**WHAT IS REQUIRED**. Pull every line holding the word "notifications" from the data below and copy it.

Records excerpted from a collection
---+---

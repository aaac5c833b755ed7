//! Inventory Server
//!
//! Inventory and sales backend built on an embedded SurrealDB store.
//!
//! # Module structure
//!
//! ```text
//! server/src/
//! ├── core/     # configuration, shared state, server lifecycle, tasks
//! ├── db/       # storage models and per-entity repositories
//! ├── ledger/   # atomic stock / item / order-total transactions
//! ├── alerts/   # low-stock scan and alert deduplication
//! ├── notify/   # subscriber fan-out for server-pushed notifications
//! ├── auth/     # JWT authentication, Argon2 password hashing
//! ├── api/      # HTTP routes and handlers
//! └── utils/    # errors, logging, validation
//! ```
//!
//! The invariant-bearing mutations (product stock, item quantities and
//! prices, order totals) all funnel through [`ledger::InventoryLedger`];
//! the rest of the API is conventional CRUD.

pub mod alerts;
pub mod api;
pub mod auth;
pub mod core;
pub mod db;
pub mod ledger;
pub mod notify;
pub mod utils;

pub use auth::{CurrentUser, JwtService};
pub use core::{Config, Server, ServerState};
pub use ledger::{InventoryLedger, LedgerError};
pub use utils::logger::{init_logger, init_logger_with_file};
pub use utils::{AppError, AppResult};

---+---

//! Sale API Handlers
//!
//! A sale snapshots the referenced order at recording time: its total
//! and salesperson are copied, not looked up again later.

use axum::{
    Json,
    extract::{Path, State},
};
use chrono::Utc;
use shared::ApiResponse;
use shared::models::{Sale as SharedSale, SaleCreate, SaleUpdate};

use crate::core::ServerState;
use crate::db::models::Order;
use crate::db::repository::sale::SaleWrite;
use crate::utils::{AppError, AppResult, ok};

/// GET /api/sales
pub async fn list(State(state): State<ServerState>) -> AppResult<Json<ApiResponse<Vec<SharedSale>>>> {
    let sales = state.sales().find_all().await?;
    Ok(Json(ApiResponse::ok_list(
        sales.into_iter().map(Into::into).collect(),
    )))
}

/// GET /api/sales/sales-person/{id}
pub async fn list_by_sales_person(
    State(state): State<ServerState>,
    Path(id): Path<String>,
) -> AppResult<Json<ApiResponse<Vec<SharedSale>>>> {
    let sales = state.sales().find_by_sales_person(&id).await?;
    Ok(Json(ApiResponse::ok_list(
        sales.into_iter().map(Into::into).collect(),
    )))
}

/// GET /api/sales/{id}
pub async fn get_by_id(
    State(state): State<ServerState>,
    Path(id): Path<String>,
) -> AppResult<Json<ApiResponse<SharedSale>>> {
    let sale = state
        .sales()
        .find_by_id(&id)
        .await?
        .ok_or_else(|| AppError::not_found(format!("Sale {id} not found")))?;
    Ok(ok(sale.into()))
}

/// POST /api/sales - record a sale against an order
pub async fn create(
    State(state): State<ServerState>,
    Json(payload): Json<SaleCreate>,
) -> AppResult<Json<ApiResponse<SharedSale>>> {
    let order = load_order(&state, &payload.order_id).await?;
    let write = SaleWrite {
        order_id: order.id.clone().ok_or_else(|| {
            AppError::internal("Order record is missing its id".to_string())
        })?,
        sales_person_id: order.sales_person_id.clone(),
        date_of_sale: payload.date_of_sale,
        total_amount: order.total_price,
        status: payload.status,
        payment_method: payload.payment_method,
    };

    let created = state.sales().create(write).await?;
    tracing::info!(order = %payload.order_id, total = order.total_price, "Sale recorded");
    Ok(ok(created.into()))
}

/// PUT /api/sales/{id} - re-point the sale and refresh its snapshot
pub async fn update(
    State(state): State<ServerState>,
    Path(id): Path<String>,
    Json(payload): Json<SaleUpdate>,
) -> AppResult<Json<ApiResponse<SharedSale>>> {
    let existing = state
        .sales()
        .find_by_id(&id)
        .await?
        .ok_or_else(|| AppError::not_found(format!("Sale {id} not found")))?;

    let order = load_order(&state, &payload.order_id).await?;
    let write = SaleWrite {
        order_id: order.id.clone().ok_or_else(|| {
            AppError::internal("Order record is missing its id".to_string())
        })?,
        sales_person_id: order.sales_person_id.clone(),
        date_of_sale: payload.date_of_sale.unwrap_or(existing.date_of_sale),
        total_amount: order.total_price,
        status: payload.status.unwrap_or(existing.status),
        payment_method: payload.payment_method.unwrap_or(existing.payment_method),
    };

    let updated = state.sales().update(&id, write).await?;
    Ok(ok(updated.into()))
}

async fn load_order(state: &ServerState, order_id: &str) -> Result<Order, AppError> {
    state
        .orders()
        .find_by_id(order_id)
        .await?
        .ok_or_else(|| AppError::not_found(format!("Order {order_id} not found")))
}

---+---

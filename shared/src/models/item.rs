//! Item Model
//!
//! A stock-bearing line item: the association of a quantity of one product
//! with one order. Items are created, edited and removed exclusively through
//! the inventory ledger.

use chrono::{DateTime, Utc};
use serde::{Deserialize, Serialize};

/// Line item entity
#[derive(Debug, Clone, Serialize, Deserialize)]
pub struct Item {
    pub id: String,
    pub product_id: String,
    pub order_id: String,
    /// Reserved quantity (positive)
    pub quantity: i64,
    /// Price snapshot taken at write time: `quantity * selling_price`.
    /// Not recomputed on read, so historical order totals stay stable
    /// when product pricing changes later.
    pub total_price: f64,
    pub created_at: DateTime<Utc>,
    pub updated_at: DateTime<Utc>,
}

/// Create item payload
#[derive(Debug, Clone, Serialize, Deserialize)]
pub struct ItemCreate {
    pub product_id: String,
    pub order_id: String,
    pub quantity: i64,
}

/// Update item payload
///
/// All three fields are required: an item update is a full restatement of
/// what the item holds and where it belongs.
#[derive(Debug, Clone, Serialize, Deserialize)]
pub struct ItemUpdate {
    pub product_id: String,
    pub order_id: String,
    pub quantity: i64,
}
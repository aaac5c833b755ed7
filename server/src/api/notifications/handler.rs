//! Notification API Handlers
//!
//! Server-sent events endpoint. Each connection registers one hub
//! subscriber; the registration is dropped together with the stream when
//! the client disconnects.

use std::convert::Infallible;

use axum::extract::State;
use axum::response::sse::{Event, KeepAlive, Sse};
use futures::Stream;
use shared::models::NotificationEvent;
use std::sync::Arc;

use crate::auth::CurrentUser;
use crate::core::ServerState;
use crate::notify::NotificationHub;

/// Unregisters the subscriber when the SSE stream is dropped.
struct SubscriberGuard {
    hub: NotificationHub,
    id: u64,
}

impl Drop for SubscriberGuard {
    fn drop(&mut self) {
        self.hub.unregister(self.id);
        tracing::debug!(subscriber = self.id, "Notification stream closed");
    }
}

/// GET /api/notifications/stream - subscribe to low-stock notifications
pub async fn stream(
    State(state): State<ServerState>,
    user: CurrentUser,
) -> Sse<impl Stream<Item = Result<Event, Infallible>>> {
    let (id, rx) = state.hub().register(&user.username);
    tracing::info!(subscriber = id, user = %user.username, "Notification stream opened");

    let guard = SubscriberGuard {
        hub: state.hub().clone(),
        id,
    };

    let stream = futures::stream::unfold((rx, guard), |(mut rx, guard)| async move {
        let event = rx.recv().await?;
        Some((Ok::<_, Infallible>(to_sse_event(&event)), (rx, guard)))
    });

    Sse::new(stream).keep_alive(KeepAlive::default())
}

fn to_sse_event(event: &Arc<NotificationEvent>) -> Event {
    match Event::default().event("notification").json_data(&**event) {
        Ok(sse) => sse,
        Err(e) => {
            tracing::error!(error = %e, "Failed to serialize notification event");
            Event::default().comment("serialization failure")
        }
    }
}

---+---

**RESULT OF THIS EXERCISE**.
//! ├── notify/   # subscriber fan-out for server-pushed notifications
filename server/src/api/notifications/handler.rs
/// GET /api/notifications/stream - subscribe to low-stock notifications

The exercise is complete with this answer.